Technology vs aesthetics in computer music and contemporary music in general. What is music? What is computer music?
The distinctions have as much to do with aesthetics as with technology/tools. Art vs. Technology as old as the human race.
Music synthesis/analysis. CCRMA and IRCAM. Cahill, Theremin, Moog, Buchla, Mathews, Boulez et alia.
Jan 6 A brief history of Musique concrete. Henry, Schaffer, et alia. Electronic vs. Electroacoustic vs. Computer Music.
LISTENING: Messiaen, Quartet for the End of Time, Oraison Pour Quartout D'Ondes

Week 2 Electronic/Electroacoustic/Computer Music. Non-destructive editing, EDL, what does real-time really mean? The "psychic" editor.
Jan 13
Musical examples of analog vs. digital synthesis.
LISTENING: Cage, Second Construction ("electronic aesthetic" but entirely acoustic)

Week 3 Multitrack digital recording/editing using Pro Tools. Field recording with portable DAT machine and transfer to disk.
Jan 20 Lab 1 Electroacoustic presentations (continue for next several classes). [Due: Ongoing, beginning on Jan 20]
LISTENING: Schaeffer/Henry, Symphonie pour un homme seul; Beatles, Revolution 9, Koonce, Walkabout

Week 4 MIDI protocol, binary and hexadecimalumber number systems.
Analog synthesis, the Buchla synthesizer, VCA, VCO, Ring modulation
READING: Loy's article on MIDI
Jan 27 Lab 2 Musique Concrete using digital techniques [Due: Feb 3]

Week 5
Creating spatial/psychoacoustic effects, Binaural hearing, masking, mp3.
Feb. 3 Altering sound files using DSP plugins.

Week 6
Digital recording chain, Nyquest theory, Aliasing, Compositional Techniques.
Feb 10 Lab 3
Buchla synthesizer [Due: Feb 17]

Week 7 Additive Synthesis, MSP demo. Chowning's FM article.
Feb 17 Overview of synthesis Techniques, Fixed-waveform synthesis, additive, subtractive, Karplus-strong, FM,
Waveshaping, Physical Modeling. Jaffe.

Week 8

Feb 20-24 Reading Break

Week 9 Introduction to MAX (object-oriented programming).
March 3
Computer Music performance videos (Suite from the Seven Wonders, UNI, etc)
Lab 4
FM synthesis, Fourier Analysis, 3D spectra [Due March 24]

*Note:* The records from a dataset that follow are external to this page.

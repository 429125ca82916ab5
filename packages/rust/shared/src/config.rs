//! Application configuration for Further.
//!
//! User config lives at `~/.further/further.toml`.
//! Environment variables override config file values, which override defaults.

use std::path::{Path, PathBuf};

use serde::{Deserialize, Serialize};

use crate::error::{FurtherError, Result};

/// Default configuration file name.
const CONFIG_FILE_NAME: &str = "further.toml";

/// Default config directory name under the user's home.
const CONFIG_DIR_NAME: &str = ".further";

// ---------------------------------------------------------------------------
// Config structs (matching further.toml schema)
// ---------------------------------------------------------------------------

/// Top-level application config, deserialized from TOML.
#[derive(Debug, Clone, Default, Serialize, Deserialize)]
pub struct AppConfig {
    /// Remote catalog endpoints.
    #[serde(default)]
    pub catalogs: CatalogConfig,

    /// Local ebook library.
    #[serde(default)]
    pub library: LibraryConfig,

    /// HTTP server bind address.
    #[serde(default)]
    pub server: ServerConfig,
}

/// `[catalogs]` section.
#[derive(Debug, Clone, Serialize, Deserialize)]
pub struct CatalogConfig {
    #[serde(default = "default_gutendex_url")]
    pub gutendex_url: String,

    /// Search endpoint used by catalog discovery.
    #[serde(default = "default_openlibrary_search_url")]
    pub openlibrary_search_url: String,

    /// Base URL for the author/works provider.
    #[serde(default = "default_openlibrary_base_url")]
    pub openlibrary_base_url: String,

    /// Prefix for synthesized Internet Archive download links.
    #[serde(default = "default_archive_base_url")]
    pub archive_base_url: String,

    #[serde(default = "default_standard_ebooks_url")]
    pub standard_ebooks_url: String,

    /// Per-request timeout for catalog queries.
    #[serde(default = "default_timeout_secs")]
    pub timeout_secs: u64,
}

impl Default for CatalogConfig {
    fn default() -> Self {
        Self {
            gutendex_url: default_gutendex_url(),
            openlibrary_search_url: default_openlibrary_search_url(),
            openlibrary_base_url: default_openlibrary_base_url(),
            archive_base_url: default_archive_base_url(),
            standard_ebooks_url: default_standard_ebooks_url(),
            timeout_secs: default_timeout_secs(),
        }
    }
}

fn default_gutendex_url() -> String {
    "https://gutendex.com/books/".into()
}
fn default_openlibrary_search_url() -> String {
    "https://openlibrary.org/search.json".into()
}
fn default_openlibrary_base_url() -> String {
    "https://openlibrary.org".into()
}
fn default_archive_base_url() -> String {
    "https://archive.org/download".into()
}
fn default_standard_ebooks_url() -> String {
    "https://standardebooks.org/opds".into()
}
fn default_timeout_secs() -> u64 {
    30
}

/// `[library]` section.
#[derive(Debug, Clone, Serialize, Deserialize)]
pub struct LibraryConfig {
    /// Root directory every file operation is confined to.
    #[serde(default = "default_library_root")]
    pub root: PathBuf,

    /// Subdirectory of `root` that receives downloads.
    #[serde(default = "default_download_dir")]
    pub download_dir: String,

    /// Timeout for a single download.
    #[serde(default = "default_download_timeout_secs")]
    pub download_timeout_secs: u64,
}

impl Default for LibraryConfig {
    fn default() -> Self {
        Self {
            root: default_library_root(),
            download_dir: default_download_dir(),
            download_timeout_secs: default_download_timeout_secs(),
        }
    }
}

impl LibraryConfig {
    /// Absolute-or-relative directory downloads land in.
    pub fn download_path(&self) -> PathBuf {
        self.root.join(&self.download_dir)
    }
}

fn default_library_root() -> PathBuf {
    PathBuf::from("ebooks")
}
fn default_download_dir() -> String {
    "downloaded".into()
}
fn default_download_timeout_secs() -> u64 {
    60
}

/// `[server]` section.
#[derive(Debug, Clone, Serialize, Deserialize)]
pub struct ServerConfig {
    #[serde(default = "default_host")]
    pub host: String,

    #[serde(default = "default_port")]
    pub port: u16,
}

impl Default for ServerConfig {
    fn default() -> Self {
        Self {
            host: default_host(),
            port: default_port(),
        }
    }
}

fn default_host() -> String {
    "127.0.0.1".into()
}
fn default_port() -> u16 {
    8000
}

// ---------------------------------------------------------------------------
// Environment overrides
// ---------------------------------------------------------------------------

impl AppConfig {
    /// Apply overrides from the process environment.
    pub fn apply_env(&mut self) -> Result<()> {
        self.apply_overrides(|key| std::env::var(key).ok())
    }

    /// Apply overrides from any key lookup. Blank values are ignored.
    pub fn apply_overrides<F>(&mut self, lookup: F) -> Result<()>
    where
        F: Fn(&str) -> Option<String>,
    {
        let get = |key: &str| lookup(key).filter(|v| !v.trim().is_empty());

        if let Some(v) = get("GUTENDEX_BASE_URL") {
            self.catalogs.gutendex_url = v;
        }
        if let Some(v) = get("OPENLIBRARY_SEARCH_URL") {
            self.catalogs.openlibrary_search_url = v;
        }
        if let Some(v) = get("OPENLIBRARY_BASE_URL") {
            self.catalogs.openlibrary_base_url = v;
        }
        if let Some(v) = get("OPENARCHIVE_BASE_URL") {
            self.catalogs.archive_base_url = v;
        }
        if let Some(v) = get("STANDARD_EBOOKS_OPDS_URL") {
            self.catalogs.standard_ebooks_url = v;
        }
        if let Some(v) = get("EBOOK_ROOT_PATH") {
            self.library.root = PathBuf::from(v);
        }
        if let Some(v) = get("FURTHER_HOST") {
            self.server.host = v;
        }
        if let Some(v) = get("FURTHER_PORT") {
            self.server.port = v
                .trim()
                .parse()
                .map_err(|_| FurtherError::config(format!("FURTHER_PORT is not a port: {v}")))?;
        }
        Ok(())
    }
}

// ---------------------------------------------------------------------------
// Config loading
// ---------------------------------------------------------------------------

/// Get the path to the config directory (`~/.further/`).
pub fn config_dir() -> Result<PathBuf> {
    let home =
        dirs::home_dir().ok_or_else(|| FurtherError::config("could not determine home directory"))?;
    Ok(home.join(CONFIG_DIR_NAME))
}

/// Get the path to the config file (`~/.further/further.toml`).
pub fn config_file_path() -> Result<PathBuf> {
    Ok(config_dir()?.join(CONFIG_FILE_NAME))
}

/// Load the application config from disk, then apply environment overrides.
/// Returns defaults (plus overrides) if the file does not exist.
pub fn load_config() -> Result<AppConfig> {
    let path = config_file_path()?;

    let mut config = if path.exists() {
        load_config_from(&path)?
    } else {
        tracing::debug!(?path, "config file not found, using defaults");
        AppConfig::default()
    };

    config.apply_env()?;
    Ok(config)
}

/// Load the application config from a specific file path.
pub fn load_config_from(path: &Path) -> Result<AppConfig> {
    let content = std::fs::read_to_string(path).map_err(|e| FurtherError::io(path, e))?;

    toml::from_str(&content)
        .map_err(|e| FurtherError::config(format!("failed to parse {}: {e}", path.display())))
}

/// Create the config directory and write a default config file.
/// Returns the path to the created file.
pub fn init_config() -> Result<PathBuf> {
    let dir = config_dir()?;
    std::fs::create_dir_all(&dir).map_err(|e| FurtherError::io(&dir, e))?;

    let path = dir.join(CONFIG_FILE_NAME);
    let config = AppConfig::default();
    let content =
        toml::to_string_pretty(&config).map_err(|e| FurtherError::config(e.to_string()))?;

    std::fs::write(&path, content).map_err(|e| FurtherError::io(&path, e))?;
    tracing::info!(?path, "created default config file");

    Ok(path)
}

Week 10 More Max, using tables, creating your own sequencer using the seq and multi objects.
March 10 Editor/librarians for synthesizers using ystem exclusive data (the "trap-door" of MIDI)

Week 11 Using Pro Tools and Max/MSP to combine MIDI and digital audio, introduction to Detonate, piano roll notation, score following.
March 17

Week 12 Controling digital effects in realtime using MIDI on Yamaha console, also use of Yamaha D50 pitch-to-MIDI converter with MAX.
March 24 MIDTERM: MARCH 21 , TIMELINE of Music Technology
Lab 5 Programming MIDI using Max, creating your own MIDI environments. [Due March 31]

Week 13 Max/MSP continued
March 31 Final Projects [Due: April 17]

Week 14 Review


Final project Due April 17th





Note: for all lab assignments, you must HAND IN A WRITTEN PAGE(s) DESCRIBING YOUR WORK
(Musical materials, tracks, problems (if any), strategy, etc.)
You won't get a grade if there is no writeup!